Report each line of the records where "have" occurs.

■ Collected data ■
# # # # # # #
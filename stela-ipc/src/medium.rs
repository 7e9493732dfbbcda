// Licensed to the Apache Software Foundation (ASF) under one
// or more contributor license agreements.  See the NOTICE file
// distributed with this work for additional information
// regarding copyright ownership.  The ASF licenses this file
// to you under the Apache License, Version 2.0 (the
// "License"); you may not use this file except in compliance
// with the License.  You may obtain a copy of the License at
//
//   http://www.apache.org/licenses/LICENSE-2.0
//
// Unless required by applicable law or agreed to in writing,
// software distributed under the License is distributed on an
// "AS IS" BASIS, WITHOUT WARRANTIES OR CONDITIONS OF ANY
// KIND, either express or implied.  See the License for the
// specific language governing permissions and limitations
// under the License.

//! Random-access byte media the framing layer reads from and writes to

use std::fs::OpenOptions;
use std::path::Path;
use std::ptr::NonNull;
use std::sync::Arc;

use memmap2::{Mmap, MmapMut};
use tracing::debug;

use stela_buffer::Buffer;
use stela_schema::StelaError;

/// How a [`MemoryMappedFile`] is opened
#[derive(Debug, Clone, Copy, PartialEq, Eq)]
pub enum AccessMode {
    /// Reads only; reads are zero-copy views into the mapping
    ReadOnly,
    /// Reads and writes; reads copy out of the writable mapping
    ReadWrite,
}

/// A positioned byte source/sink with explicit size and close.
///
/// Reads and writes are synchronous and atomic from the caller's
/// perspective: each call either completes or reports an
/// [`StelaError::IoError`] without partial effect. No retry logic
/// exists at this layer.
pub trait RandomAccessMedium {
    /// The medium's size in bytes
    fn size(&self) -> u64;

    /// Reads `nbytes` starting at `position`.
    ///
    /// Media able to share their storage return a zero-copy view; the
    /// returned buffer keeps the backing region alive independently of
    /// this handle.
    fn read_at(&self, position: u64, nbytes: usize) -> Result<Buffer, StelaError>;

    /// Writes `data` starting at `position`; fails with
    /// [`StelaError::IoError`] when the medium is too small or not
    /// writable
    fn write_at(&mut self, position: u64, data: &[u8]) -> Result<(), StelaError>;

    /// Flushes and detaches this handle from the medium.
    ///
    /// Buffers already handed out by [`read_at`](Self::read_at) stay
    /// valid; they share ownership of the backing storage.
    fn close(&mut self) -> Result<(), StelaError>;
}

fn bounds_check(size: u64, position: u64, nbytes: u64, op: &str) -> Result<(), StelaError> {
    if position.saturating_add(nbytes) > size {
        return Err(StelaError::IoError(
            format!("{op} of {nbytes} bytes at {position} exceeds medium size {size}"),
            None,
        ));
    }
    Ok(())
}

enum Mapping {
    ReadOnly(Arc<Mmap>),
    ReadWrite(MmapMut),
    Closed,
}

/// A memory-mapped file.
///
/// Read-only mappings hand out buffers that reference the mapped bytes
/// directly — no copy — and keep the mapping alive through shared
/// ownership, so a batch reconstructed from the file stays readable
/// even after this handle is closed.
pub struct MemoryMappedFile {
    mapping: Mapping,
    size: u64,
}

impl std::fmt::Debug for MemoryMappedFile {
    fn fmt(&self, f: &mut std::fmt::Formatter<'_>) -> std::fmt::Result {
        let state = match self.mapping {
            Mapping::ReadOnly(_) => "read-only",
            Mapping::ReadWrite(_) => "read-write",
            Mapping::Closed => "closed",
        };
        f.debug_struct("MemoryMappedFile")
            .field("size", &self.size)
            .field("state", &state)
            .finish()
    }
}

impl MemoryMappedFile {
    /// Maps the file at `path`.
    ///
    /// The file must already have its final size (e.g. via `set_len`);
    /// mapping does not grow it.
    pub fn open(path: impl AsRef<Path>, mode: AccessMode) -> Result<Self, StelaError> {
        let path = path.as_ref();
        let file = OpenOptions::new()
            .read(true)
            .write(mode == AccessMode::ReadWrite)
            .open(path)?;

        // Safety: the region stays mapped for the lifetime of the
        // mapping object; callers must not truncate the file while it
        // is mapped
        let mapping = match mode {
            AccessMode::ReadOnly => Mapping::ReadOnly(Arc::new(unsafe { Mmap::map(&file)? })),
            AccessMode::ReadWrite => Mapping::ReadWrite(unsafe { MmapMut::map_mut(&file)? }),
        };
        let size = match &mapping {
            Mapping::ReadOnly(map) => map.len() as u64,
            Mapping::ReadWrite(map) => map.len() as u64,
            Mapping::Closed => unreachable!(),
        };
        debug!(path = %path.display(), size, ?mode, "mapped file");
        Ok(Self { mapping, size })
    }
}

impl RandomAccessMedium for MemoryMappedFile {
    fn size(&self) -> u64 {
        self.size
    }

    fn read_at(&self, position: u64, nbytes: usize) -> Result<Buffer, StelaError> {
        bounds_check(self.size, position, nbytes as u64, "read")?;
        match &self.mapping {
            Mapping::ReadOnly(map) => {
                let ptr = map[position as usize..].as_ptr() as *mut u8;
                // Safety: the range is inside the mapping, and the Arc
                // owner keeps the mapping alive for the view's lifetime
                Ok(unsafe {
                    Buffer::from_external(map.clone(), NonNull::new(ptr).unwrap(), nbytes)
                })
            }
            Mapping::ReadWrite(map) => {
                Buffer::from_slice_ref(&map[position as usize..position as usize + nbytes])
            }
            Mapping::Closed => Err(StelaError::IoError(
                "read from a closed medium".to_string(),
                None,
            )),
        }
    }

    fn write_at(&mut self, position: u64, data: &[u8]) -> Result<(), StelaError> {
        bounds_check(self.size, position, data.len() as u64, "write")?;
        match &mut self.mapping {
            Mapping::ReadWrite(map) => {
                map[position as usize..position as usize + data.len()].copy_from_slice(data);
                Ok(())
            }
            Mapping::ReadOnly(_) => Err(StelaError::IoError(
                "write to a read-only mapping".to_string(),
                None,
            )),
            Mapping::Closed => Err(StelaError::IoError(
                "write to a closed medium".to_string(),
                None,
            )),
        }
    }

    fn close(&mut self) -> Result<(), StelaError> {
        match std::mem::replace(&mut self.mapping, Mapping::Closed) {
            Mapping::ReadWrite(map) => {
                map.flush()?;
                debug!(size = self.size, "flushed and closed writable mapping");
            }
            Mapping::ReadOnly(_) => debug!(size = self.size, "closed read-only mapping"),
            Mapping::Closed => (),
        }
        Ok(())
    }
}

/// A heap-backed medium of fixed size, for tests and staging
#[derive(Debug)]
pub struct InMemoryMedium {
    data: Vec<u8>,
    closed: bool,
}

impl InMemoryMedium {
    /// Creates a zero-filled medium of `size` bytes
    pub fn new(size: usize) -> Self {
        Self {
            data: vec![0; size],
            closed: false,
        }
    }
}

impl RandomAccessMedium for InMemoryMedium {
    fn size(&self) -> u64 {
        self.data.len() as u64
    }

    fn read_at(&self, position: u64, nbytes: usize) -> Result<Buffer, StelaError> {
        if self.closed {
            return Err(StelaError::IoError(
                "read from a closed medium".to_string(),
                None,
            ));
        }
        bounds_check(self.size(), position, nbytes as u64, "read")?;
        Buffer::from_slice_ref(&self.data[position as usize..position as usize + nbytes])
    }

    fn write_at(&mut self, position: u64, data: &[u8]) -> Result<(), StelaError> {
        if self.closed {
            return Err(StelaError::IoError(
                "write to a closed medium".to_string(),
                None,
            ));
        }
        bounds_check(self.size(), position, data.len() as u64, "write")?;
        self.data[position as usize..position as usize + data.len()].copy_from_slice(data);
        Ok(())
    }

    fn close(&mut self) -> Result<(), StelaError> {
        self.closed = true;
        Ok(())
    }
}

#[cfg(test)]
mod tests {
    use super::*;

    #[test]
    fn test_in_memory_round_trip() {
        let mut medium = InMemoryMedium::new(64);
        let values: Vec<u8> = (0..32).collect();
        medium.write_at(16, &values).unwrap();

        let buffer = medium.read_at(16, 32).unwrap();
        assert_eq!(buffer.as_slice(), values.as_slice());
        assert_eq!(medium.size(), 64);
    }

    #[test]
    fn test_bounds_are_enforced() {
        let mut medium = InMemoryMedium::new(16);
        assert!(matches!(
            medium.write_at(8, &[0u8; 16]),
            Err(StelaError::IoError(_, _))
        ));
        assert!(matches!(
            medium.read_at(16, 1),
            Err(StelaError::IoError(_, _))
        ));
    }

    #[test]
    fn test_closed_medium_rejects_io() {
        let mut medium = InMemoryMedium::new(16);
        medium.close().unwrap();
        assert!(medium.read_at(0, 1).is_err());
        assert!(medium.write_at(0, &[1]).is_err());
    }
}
# # # # # # #
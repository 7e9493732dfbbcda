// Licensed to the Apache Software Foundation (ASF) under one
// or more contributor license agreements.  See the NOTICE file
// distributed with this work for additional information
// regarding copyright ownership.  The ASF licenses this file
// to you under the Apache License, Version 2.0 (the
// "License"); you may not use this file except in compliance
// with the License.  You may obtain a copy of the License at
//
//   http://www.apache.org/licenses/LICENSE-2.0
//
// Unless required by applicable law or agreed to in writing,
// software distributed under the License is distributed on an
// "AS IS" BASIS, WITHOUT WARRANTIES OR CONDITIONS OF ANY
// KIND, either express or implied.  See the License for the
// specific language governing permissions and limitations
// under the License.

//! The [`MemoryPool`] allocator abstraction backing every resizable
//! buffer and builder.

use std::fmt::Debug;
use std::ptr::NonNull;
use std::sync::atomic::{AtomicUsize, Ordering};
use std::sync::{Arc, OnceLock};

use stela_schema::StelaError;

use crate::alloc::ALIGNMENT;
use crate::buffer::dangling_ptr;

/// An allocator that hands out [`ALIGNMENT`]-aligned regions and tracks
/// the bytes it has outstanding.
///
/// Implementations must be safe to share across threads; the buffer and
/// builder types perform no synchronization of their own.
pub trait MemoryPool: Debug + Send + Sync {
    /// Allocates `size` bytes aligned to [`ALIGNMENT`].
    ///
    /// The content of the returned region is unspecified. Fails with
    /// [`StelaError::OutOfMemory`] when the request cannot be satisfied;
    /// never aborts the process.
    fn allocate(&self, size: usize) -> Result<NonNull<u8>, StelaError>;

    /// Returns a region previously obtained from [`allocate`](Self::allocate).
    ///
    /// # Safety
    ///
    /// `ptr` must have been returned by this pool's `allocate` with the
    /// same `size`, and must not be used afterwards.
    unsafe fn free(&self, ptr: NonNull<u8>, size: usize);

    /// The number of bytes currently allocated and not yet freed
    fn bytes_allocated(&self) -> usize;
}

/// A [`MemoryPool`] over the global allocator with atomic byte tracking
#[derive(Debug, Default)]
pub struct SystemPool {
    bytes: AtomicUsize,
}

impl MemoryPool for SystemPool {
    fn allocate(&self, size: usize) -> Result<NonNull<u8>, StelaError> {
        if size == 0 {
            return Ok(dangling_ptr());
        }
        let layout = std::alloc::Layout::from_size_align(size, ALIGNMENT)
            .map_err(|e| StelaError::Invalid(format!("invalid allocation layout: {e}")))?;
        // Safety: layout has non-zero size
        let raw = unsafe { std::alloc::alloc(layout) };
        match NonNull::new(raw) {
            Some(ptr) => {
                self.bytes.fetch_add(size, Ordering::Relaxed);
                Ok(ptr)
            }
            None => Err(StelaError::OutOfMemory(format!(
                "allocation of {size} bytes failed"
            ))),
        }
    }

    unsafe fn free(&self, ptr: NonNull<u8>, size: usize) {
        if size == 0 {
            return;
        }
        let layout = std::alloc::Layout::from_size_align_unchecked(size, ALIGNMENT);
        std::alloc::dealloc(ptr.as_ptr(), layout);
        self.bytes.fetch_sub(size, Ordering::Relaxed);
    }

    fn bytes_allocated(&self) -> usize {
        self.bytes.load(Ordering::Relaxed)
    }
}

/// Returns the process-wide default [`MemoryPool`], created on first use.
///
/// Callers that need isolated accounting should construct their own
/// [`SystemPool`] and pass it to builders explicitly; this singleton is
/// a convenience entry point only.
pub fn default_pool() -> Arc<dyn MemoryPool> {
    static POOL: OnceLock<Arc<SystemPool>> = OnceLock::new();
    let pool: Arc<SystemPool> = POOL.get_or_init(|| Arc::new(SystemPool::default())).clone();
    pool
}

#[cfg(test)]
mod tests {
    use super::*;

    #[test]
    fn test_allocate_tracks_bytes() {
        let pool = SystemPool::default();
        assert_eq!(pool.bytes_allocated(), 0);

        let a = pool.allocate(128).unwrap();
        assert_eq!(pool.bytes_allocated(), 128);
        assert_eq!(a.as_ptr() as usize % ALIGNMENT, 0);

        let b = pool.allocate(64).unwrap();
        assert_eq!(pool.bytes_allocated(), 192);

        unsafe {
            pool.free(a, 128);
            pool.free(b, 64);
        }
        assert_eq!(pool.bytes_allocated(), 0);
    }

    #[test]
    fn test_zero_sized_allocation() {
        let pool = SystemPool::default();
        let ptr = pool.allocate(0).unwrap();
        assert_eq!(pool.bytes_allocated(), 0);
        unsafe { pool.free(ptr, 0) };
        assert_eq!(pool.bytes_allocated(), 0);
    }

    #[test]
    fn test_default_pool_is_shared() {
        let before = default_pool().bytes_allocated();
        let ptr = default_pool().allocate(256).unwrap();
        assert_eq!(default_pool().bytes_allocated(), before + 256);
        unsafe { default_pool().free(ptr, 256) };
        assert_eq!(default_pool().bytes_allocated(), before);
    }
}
# # # # # # #
■ Solved problem ■
    /// The file must already have its final size (e.g. via `set_len`);
    /// `ptr` must have been returned by this pool's `allocate` with the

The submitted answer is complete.